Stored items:
——————

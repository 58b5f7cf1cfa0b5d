// build.rs
//
// Bakes a per-build seed into OUT_DIR/build_seed.rs. The opcode assignment
// table and the build entropy stream are derived from it, so every
// compilation gets a different instruction encoding.
//
// Set SHROUD_BUILD_SEED (decimal or 0x-prefixed hex) for reproducible builds.

use std::env;
use std::fs::File;
use std::io::Write;
use std::path::Path;

fn main() {
    let seed = match env::var("SHROUD_BUILD_SEED") {
        Ok(raw) => parse_seed(&raw).unwrap_or_else(|| {
            println!("cargo:warning=SHROUD_BUILD_SEED is not a valid u64, using a random seed");
            generate_random_seed()
        }),
        Err(_) => generate_random_seed(),
    };

    let out_dir = env::var_os("OUT_DIR").expect("cargo sets OUT_DIR for build scripts");
    let dest_path = Path::new(&out_dir).join("build_seed.rs");
    let mut f = File::create(&dest_path).expect("create build_seed.rs");
    writeln!(f, "0x{:016X}u64", seed).expect("write build_seed.rs");

    println!("cargo:rerun-if-changed=build.rs");
    println!("cargo:rerun-if-env-changed=SHROUD_BUILD_SEED");
}

fn parse_seed(raw: &str) -> Option<u64> {
    let raw = raw.trim();
    match raw.strip_prefix("0x").or_else(|| raw.strip_prefix("0X")) {
        Some(hex) => u64::from_str_radix(hex, 16).ok(),
        None => raw.parse().ok(),
    }
}

/// Pseudo-random seed from the build environment: wall clock, working
/// directory, profile and manifest path.
fn generate_random_seed() -> u64 {
    use std::time::{SystemTime, UNIX_EPOCH};

    let now = SystemTime::now()
        .duration_since(UNIX_EPOCH)
        .map(|d| d.as_nanos())
        .unwrap_or(0);

    let mut seed = (now as u64) ^ ((now >> 64) as u64);
    seed ^= u64::from(std::process::id()) << 32;

    if let Ok(pwd) = env::current_dir() {
        let h = pwd.to_string_lossy().bytes().fold(0u64, |acc, b| {
            acc.rotate_left(7).wrapping_add(b as u64)
        });
        seed ^= h;
    }

    if let Ok(profile) = env::var("PROFILE") {
        seed ^= profile.bytes().fold(0u64, |acc, b| acc.wrapping_add(b as u64)) << 48;
    }

    if let Ok(manifest) = env::var("CARGO_MANIFEST_DIR") {
        let h = manifest.bytes().fold(0u64, |acc, b| acc.rotate_right(5) ^ (b as u64));
        seed ^= h.rotate_left(17);
    }

    // splitmix64 finalizer
    seed = (seed ^ (seed >> 30)).wrapping_mul(0xBF58_476D_1CE4_E5B9);
    seed = (seed ^ (seed >> 27)).wrapping_mul(0x94D0_49BB_1331_11EB);
    seed ^= seed >> 31;

    if seed == 0 {
        seed = 0x9A3F_C5D7_1E2B_4C6D;
    }
    seed
}
pub mod stream_cipher;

——————

- What this task involves: Your answer should be the lines above, from the line containing "different instruction encoding." up to and including the line containing "and manifest path.", reproduced exactly and with nothing else.

- Response area:
// compilation gets a different instruction encoding.
//
// Set SHROUD_BUILD_SEED (decimal or 0x-prefixed hex) for reproducible builds.

use std::env;
use std::fs::File;
use std::io::Write;
use std::path::Path;

fn main() {
    let seed = match env::var("SHROUD_BUILD_SEED") {
        Ok(raw) => parse_seed(&raw).unwrap_or_else(|| {
            println!("cargo:warning=SHROUD_BUILD_SEED is not a valid u64, using a random seed");
            generate_random_seed()
        }),
        Err(_) => generate_random_seed(),
    };

    let out_dir = env::var_os("OUT_DIR").expect("cargo sets OUT_DIR for build scripts");
    let dest_path = Path::new(&out_dir).join("build_seed.rs");
    let mut f = File::create(&dest_path).expect("create build_seed.rs");
    writeln!(f, "0x{:016X}u64", seed).expect("write build_seed.rs");

    println!("cargo:rerun-if-changed=build.rs");
    println!("cargo:rerun-if-env-changed=SHROUD_BUILD_SEED");
}

fn parse_seed(raw: &str) -> Option<u64> {
    let raw = raw.trim();
    match raw.strip_prefix("0x").or_else(|| raw.strip_prefix("0X")) {
        Some(hex) => u64::from_str_radix(hex, 16).ok(),
        None => raw.parse().ok(),
    }
}

/// Pseudo-random seed from the build environment: wall clock, working
/// directory, profile and manifest path.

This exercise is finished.